Die Fahrt der Oloferne war von einer ganzen Reihe von Aktionen auf beiden Seiten des Mittelmeers begleitet worden. Rund 60 Aktivisten aus Europa, Tunesien, Mali, Libyen und Niger waren dafür zusammengekommen. »Wir wollen die Augen der Öffentlichkeit auf die Tragödien richten, die die europäische Abschottungspolitik produziert«, sagt der B4P-Koordinator Nicanor Haon.

Ihre Aktionstage waren überschattet worden von dem bislang größten Schiffsunglück in der Region in diesem Jahr. Am Dienstagabend war bekannt geworden, dass 54 Eritreer, die Ende Juni in Libyen in See gestochen waren, auf dem Meer gestorben sind. Sie konnten zwar binnen eines Tages die italienische Küste fast erreichen, wurden dann aber vom Wind wieder auf das offene Meer hinausgetrieben. Eine Delegation von B4P besuchte den einzigen Überlebenden im Krankenhaus von Zarzis in Tunesien.

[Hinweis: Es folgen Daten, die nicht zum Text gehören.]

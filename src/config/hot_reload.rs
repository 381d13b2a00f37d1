//! Config Hot-Reload - Poll config.toml for Catalogue Changes
//!
//! Periodically re-reads config.toml and compares it with the last seen
//! contents. If changes are detected and the new file validates, the new
//! config is published on a `tokio::sync::watch` channel so the quote
//! desk serves re-priced markets without a restart.

use std::hash::{DefaultHasher, Hash, Hasher};
use std::path::PathBuf;
use std::sync::Arc;
use std::time::Duration;

use anyhow::Result;
use tokio::sync::{broadcast, watch};
use tracing::{debug, info, instrument, warn};

use super::AppConfig;
use crate::adapters::metrics::MetricsRegistry;

/// Watches config.toml for changes and broadcasts updates.
///
/// Polls instead of using a filesystem watcher (portable across
/// Docker volumes). A file that fails validation is ignored and the
/// current config stays live.
pub struct ConfigWatcher {
    /// Path to config.toml.
    config_path: PathBuf,
    /// Poll interval.
    interval: Duration,
    /// Watch channel sender for config updates.
    config_tx: watch::Sender<AppConfig>,
    /// Hash of the last file contents seen. Starts empty, so the first
    /// check compares the file against the config the watcher was built
    /// with.
    last_hash: Option<u64>,
    metrics: Option<Arc<MetricsRegistry>>,
}

impl ConfigWatcher {
    /// Create a new config watcher.
    ///
    /// Returns the watcher and a `watch::Receiver` that consumers
    /// can use to read the live config.
    pub fn new(
        config_path: impl Into<PathBuf>,
        initial_config: AppConfig,
    ) -> (Self, watch::Receiver<AppConfig>) {
        let interval = Duration::from_secs(initial_config.service.reload_interval_seconds);
        let (config_tx, config_rx) = watch::channel(initial_config);

        let watcher = Self {
            config_path: config_path.into(),
            interval,
            config_tx,
            last_hash: None,
            metrics: None,
        };

        (watcher, config_rx)
    }

    /// Record reload outcomes in the given registry.
    pub fn with_metrics(mut self, metrics: Arc<MetricsRegistry>) -> Self {
        self.metrics = Some(metrics);
        self
    }

    /// Run the config watcher loop until shutdown.
    #[instrument(skip(self, shutdown_rx), fields(path = %self.config_path.display()))]
    pub async fn run(&mut self, mut shutdown_rx: broadcast::Receiver<()>) -> Result<()> {
        info!(
            interval_secs = self.interval.as_secs(),
            "Config watcher started"
        );

        loop {
            tokio::select! {
                biased;
                _ = shutdown_rx.recv() => {
                    info!("Config watcher shutting down");
                    return Ok(());
                }
                _ = tokio::time::sleep(self.interval) => {
                    self.check_and_reload().await;
                }
            }
        }
    }

    /// Check if config has changed and reload if so.
    ///
    /// Returns `true` when a new config was published.
    pub async fn check_and_reload(&mut self) -> bool {
        let new_hash = self.compute_hash().await;

        if new_hash == self.last_hash {
            debug!("Config unchanged");
            return false;
        }

        debug!("Config file changed, reloading");
        // Remember the broken contents too, so a bad file is reported once.
        self.last_hash = new_hash;

        match super::loader::load_config(&self.config_path) {
            Ok(new_config) if new_config == *self.config_tx.borrow() => {
                debug!("Config contents match the live config");
                false
            }
            Ok(new_config) => {
                self.record("applied");
                self.config_tx.send_replace(new_config);
                info!("Config reloaded successfully");
                true
            }
            Err(e) => {
                self.record("rejected");
                warn!(error = %format!("{e:#}"), "Failed to reload config - keeping current");
                false
            }
        }
    }

    fn record(&self, outcome: &str) {
        if let Some(metrics) = &self.metrics {
            metrics.config_reloads.with_label_values(&[outcome]).inc();
        }
    }

    /// Hash of the config file contents, `None` if unreadable.
    async fn compute_hash(&self) -> Option<u64> {
        let content = tokio::fs::read_to_string(&self.config_path).await.ok()?;

        let mut hasher = DefaultHasher::new();
        content.hash(&mut hasher);
        Some(hasher.finish())
    }
}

Zuvor hatten sich die B4P-Aktivisten in Sizilien das Internierungslager Milo angesehen, wo Italien über 180 Tunesier teils monatelang in Abschiebehaft hält. Auf zwei Mittelmeerfähren demonstrierten sie gegen die militärische Abschirmung der EU-Seegrenze. In Tunesien besuchten sie das Camp Choucha an der libyschen Grenze. Dort sitzen seit dem Libyen-Krieg über 3000 Flüchtlinge aus Eritrea, Somalia oder Äthiopien fest - bei Temperaturen von über 40 Grad und rationiertem Trinkwasser. Viele von ihnen sind nicht als Flüchtlinge anerkannt und müssen mit Abschiebung rechnen. Immer wieder versuchen deswegen Menschen aus Choucha, per Boot nach Italien zu gelangen.

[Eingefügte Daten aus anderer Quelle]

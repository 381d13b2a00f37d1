//! Use Cases Layer - Application Orchestration
//!
//! Sits between the pure domain and the adapters: reads the live
//! catalogue, calls the strict pricing entry points and records metrics.

pub mod quote_desk;

pub use quote_desk::{QuoteDesk, QuoteDeskError, Side};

Die B4P-Aktivisten brachten eine Gruppe der Campbewohner nach Monastir. Dort waren am Wochenende Hunderte Gewerkschafter und Delegierte aus der ganzen Welt zusammengekommen, um das erste Weltsozialforum in der Arabischen Welt, das Anfang 2013 in Tunesien stattfinden wird, vorzubereiten. Migration soll ein Schwerpunktthema des Treffens werden.

Die Vorträge, die B4P am Freitag in den Räumen der Universität von Monastir hielt, zogen Hunderte Zuhörer an. Unter ihnen waren viele Mütter von Harraga, Flüchtlingen, die auf der Fahrt nach Europa verschwunden waren. »Eure Kinder könnten noch leben, aber sie sind tot, denn es wird ein Krieg gegen die Armen geführt, die aus dem Süden kommen«, sagte ein aufgebrachter algerischer Teilnehmer. »Wir müssen uns organisieren und diese Art von Neokolonialismus bekämpfen«, rief er.

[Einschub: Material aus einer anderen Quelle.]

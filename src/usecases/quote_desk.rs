//! Quote Desk - Quoting Against the Live Market Catalogue
//!
//! Serves three kinds of requests:
//! - Ad-hoc quotes for an arbitrary `(p_yes, b)` (the liquidity slider)
//! - Quotes against a catalogue market at its adaptive liquidity
//! - Effective-b lookups for arbitrary activity inputs
//!
//! The catalogue is read from a `watch` channel fed by the config
//! watcher, so re-priced markets show up without a restart. The desk
//! uses the strict domain entry points: garbage input is rejected here
//! instead of being silently clamped.

use std::sync::Arc;
use std::time::Instant;

use chrono::Utc;
use serde::{Deserialize, Serialize};
use thiserror::Error;
use tokio::sync::watch;
use tracing::{debug, instrument};
use uuid::Uuid;

use crate::adapters::metrics::MetricsRegistry;
use crate::config::AppConfig;
use crate::domain::error::{ensure_finite, ensure_non_negative};
use crate::domain::{
  try_effective_b, BinaryLmsrQuoter, LiquidityInputs, MarketSnapshot, PricingError, Quote,
  QuoteDisplay, QuotePreview,
};

/// Outcome side of a trade.
#[derive(Debug, Clone, Copy, PartialEq, Eq, Default, Serialize, Deserialize)]
#[serde(rename_all = "lowercase")]
pub enum Side {
  #[default]
  Yes,
  No,
}

impl Side {
  fn label(self) -> &'static str {
    match self {
      Self::Yes => "yes",
      Self::No => "no",
    }
  }
}

/// How much to trade: a share count or a currency budget.
#[derive(Debug, Clone, Copy, PartialEq)]
pub enum TradeAmount {
  Shares(f64),
  Spend(f64),
}

impl TradeAmount {
  /// Resolves the `delta` / `spend` pair of a request.
  ///
  /// Exactly one of the two must be present. A negative budget is
  /// rejected; sell with a negative `delta` instead.
  pub fn from_parts(delta: Option<f64>, spend: Option<f64>) -> Result<Self, QuoteDeskError> {
    match (delta, spend) {
      (Some(delta), None) => Ok(Self::Shares(ensure_finite("delta", delta)?)),
      (None, Some(spend)) => Ok(Self::Spend(ensure_non_negative("spend", spend)?)),
      (Some(_), Some(_)) => Err(QuoteDeskError::AmbiguousAmount),
      (None, None) => Err(QuoteDeskError::MissingAmount),
    }
  }
}

/// Ad-hoc quote request.
#[derive(Debug, Clone, PartialEq, Deserialize)]
pub struct QuoteRequest {
  pub p_yes: f64,
  /// Liquidity; the configured default when absent.
  pub b: Option<f64>,
  #[serde(default)]
  pub side: Side,
  /// Shares to buy (negative sells).
  #[serde(alias = "delta_yes")]
  pub delta: Option<f64>,
  /// Currency budget, as an alternative to `delta`.
  pub spend: Option<f64>,
}

/// Quote request against a catalogue market.
#[derive(Debug, Clone, PartialEq, Deserialize)]
pub struct MarketQuoteRequest {
  #[serde(default)]
  pub side: Side,
  pub delta: Option<f64>,
  pub spend: Option<f64>,
}

/// A priced trade, ready to render.
#[derive(Debug, Clone, PartialEq, Serialize)]
#[serde(rename_all = "camelCase")]
pub struct QuoteResponse {
  pub quote_id: Uuid,
  pub quoted_at_ms: i64,
  #[serde(skip_serializing_if = "Option::is_none")]
  pub market: Option<String>,
  pub side: Side,
  /// Shares traded (resolved from the budget for spend requests).
  pub size: f64,
  /// Liquidity the quote was priced at.
  pub b: f64,
  pub quote: Quote,
  pub display: QuoteDisplay,
}

/// Catalogue market with its derived pricing figures.
#[derive(Debug, Clone, PartialEq, Serialize)]
#[serde(rename_all = "camelCase")]
pub struct MarketView {
  #[serde(flatten)]
  pub snapshot: MarketSnapshot,
  pub effective_b: f64,
  pub max_subsidy: f64,
  pub previews: Vec<QuotePreview>,
}

#[derive(Error, Debug, Clone, PartialEq)]
pub enum QuoteDeskError {
  #[error("unknown market: {0}")]
  UnknownMarket(String),

  #[error("market {0} is not open for quoting")]
  InactiveMarket(String),

  #[error("trade size {size} exceeds the limit of {max}")]
  TradeTooLarge { size: f64, max: f64 },

  #[error("give either delta or spend, not both")]
  AmbiguousAmount,

  #[error("one of delta or spend is required")]
  MissingAmount,

  #[error(transparent)]
  Pricing(#[from] PricingError),
}

impl QuoteDeskError {
  /// Short label used as the metrics `reason`.
  pub fn reason(&self) -> &'static str {
    match self {
      Self::UnknownMarket(_) => "unknown_market",
      Self::InactiveMarket(_) => "inactive_market",
      Self::TradeTooLarge { .. } => "trade_too_large",
      Self::AmbiguousAmount | Self::MissingAmount => "bad_amount",
      Self::Pricing(_) => "invalid_input",
    }
  }
}

/// Quotes against the live catalogue and records metrics.
#[derive(Clone)]
pub struct QuoteDesk {
  config_rx: watch::Receiver<AppConfig>,
  metrics: Arc<MetricsRegistry>,
}

impl QuoteDesk {
  pub fn new(config_rx: watch::Receiver<AppConfig>, metrics: Arc<MetricsRegistry>) -> Self {
    Self { config_rx, metrics }
  }

  /// All active markets with effective b, max subsidy and previews.
  ///
  /// Refreshes the per-market effective-b gauge.
  pub fn markets(&self) -> Vec<MarketView> {
    let started = Instant::now();
    let config = self.config_rx.borrow();
    let views: Vec<MarketView> = config
      .active_markets()
      .map(|m| self.view(m, &config.quoting.preview_sizes))
      .collect();
    self.observe_latency("catalogue", started);
    views
  }

  /// One active market.
  pub fn market(&self, id: &str) -> Result<MarketView, QuoteDeskError> {
    let started = Instant::now();
    let result = {
      let config = self.config_rx.borrow();
      self
        .lookup(&config, id)
        .map(|snapshot| self.view(snapshot, &config.quoting.preview_sizes))
    };
    self.observe_latency("catalogue", started);
    if let Err(e) = &result {
      self.record_error(e);
    }
    result
  }

  /// Quote a trade against a catalogue market at its effective b.
  #[instrument(skip(self, request), fields(side = ?request.side))]
  pub fn quote_market(
    &self,
    id: &str,
    request: &MarketQuoteRequest,
  ) -> Result<QuoteResponse, QuoteDeskError> {
    let started = Instant::now();
    let result = self.price_market(id, request);
    self.record("market", request.side, started, &result);
    result
  }

  /// Quote an arbitrary market state (the liquidity / size sliders).
  #[instrument(skip(self, request), fields(side = ?request.side))]
  pub fn quote(&self, request: &QuoteRequest) -> Result<QuoteResponse, QuoteDeskError> {
    let started = Instant::now();
    let result = self.price_adhoc(request);
    self.record("adhoc", request.side, started, &result);
    result
  }

  /// Effective liquidity for arbitrary activity inputs.
  pub fn effective_b(&self, inputs: &LiquidityInputs) -> Result<f64, QuoteDeskError> {
    let started = Instant::now();
    let result = try_effective_b(inputs).map_err(QuoteDeskError::from);
    self.observe_latency("effective_b", started);
    if let Err(e) = &result {
      self.record_error(e);
    }
    result
  }

  fn price_market(
    &self,
    id: &str,
    request: &MarketQuoteRequest,
  ) -> Result<QuoteResponse, QuoteDeskError> {
    let config = self.config_rx.borrow();
    let snapshot = self.lookup(&config, id)?;
    let amount = TradeAmount::from_parts(request.delta, request.spend)?;
    let mut response = price(
      &snapshot.quoter(),
      snapshot.p_yes,
      request.side,
      amount,
      config.quoting.max_trade_size,
    )?;
    response.market = Some(snapshot.id.clone());
    Ok(response)
  }

  fn price_adhoc(&self, request: &QuoteRequest) -> Result<QuoteResponse, QuoteDeskError> {
    let (default_b, max_trade_size) = {
      let config = self.config_rx.borrow();
      (config.quoting.default_liquidity, config.quoting.max_trade_size)
    };
    ensure_finite("p_yes", request.p_yes)?;
    let quoter = BinaryLmsrQuoter::try_new(request.b.unwrap_or(default_b))?;
    let amount = TradeAmount::from_parts(request.delta, request.spend)?;
    price(&quoter, request.p_yes, request.side, amount, max_trade_size)
  }

  fn lookup<'a>(
    &self,
    config: &'a AppConfig,
    id: &str,
  ) -> Result<&'a MarketSnapshot, QuoteDeskError> {
    let entry = config
      .market(id)
      .ok_or_else(|| QuoteDeskError::UnknownMarket(id.to_string()))?;
    if !entry.active {
      return Err(QuoteDeskError::InactiveMarket(id.to_string()));
    }
    Ok(&entry.snapshot)
  }

  fn view(&self, snapshot: &MarketSnapshot, preview_sizes: &[f64]) -> MarketView {
    let quoter = snapshot.quoter();
    let effective_b = quoter.liquidity();
    self
      .metrics
      .effective_b
      .with_label_values(&[snapshot.id.as_str()])
      .set(effective_b);
    self
      .metrics
      .previews_rendered
      .inc_by(preview_sizes.len() as u64);

    MarketView {
      snapshot: snapshot.clone(),
      effective_b,
      max_subsidy: quoter.max_subsidy(),
      previews: snapshot.preview(preview_sizes),
    }
  }

  fn record(
    &self,
    source: &str,
    side: Side,
    started: Instant,
    result: &Result<QuoteResponse, QuoteDeskError>,
  ) {
    self.observe_latency(source, started);
    match result {
      Ok(response) => {
        self
          .metrics
          .quotes_served
          .with_label_values(&[side.label(), source])
          .inc();
        debug!(
          quote_id = %response.quote_id,
          b = response.b,
          size = response.size,
          cost = response.quote.cost,
          "Quote served"
        );
      }
      Err(e) => {
        self.record_error(e);
        debug!(error = %e, source, "Quote rejected");
      }
    }
  }

  fn observe_latency(&self, source: &str, started: Instant) {
    self
      .metrics
      .quote_latency_us
      .with_label_values(&[source])
      .observe(started.elapsed().as_secs_f64() * 1e6);
  }

  fn record_error(&self, err: &QuoteDeskError) {
    self
      .metrics
      .quote_errors
      .with_label_values(&[err.reason()])
      .inc();
  }
}

/// Prices a trade on either side.
///
/// The NO side of a market at `p` is the YES side of a market at `1 - p`,
/// which is how NO budgets are converted to shares.
fn price(
  quoter: &BinaryLmsrQuoter,
  p_yes: f64,
  side: Side,
  amount: TradeAmount,
  max_trade_size: f64,
) -> Result<QuoteResponse, QuoteDeskError> {
  let size = match (amount, side) {
    (TradeAmount::Shares(delta), _) => delta,
    (TradeAmount::Spend(spend), Side::Yes) => quoter.shares_for_spend(p_yes, spend),
    (TradeAmount::Spend(spend), Side::No) => quoter.shares_for_spend(1.0 - p_yes, spend),
  };
  if size.abs() > max_trade_size || !size.is_finite() {
    return Err(QuoteDeskError::TradeTooLarge {
      size,
      max: max_trade_size,
    });
  }

  let quote = match side {
    Side::Yes => quoter.quote(p_yes, size),
    Side::No => quoter.quote_no(p_yes, size),
  };

  Ok(QuoteResponse {
    quote_id: Uuid::new_v4(),
    quoted_at_ms: Utc::now().timestamp_millis(),
    market: None,
    side,
    size,
    b: quoter.liquidity(),
    quote,
    display: quote.display(),
  })
}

Auch die Choucha-Flüchtlinge kamen zu Wort: »Wir sitzen in der Wüste fest, dort kann kein Mensch länger leben. Europa darf das nicht länger zulassen. Wir brauchen Hilfe«, sagte ein junger Somalier. »Europa will den freien Austausch von Waren und Kapital mit Afrika«, sagte ein Aktivist aus Mali. »Aber die Afrikaner sollen draußen bleiben. Um dies durchzusetzen, wird sogar ihr Tod in Kauf genommen. Das dürfen wir nicht hinnehmen«, sagte er.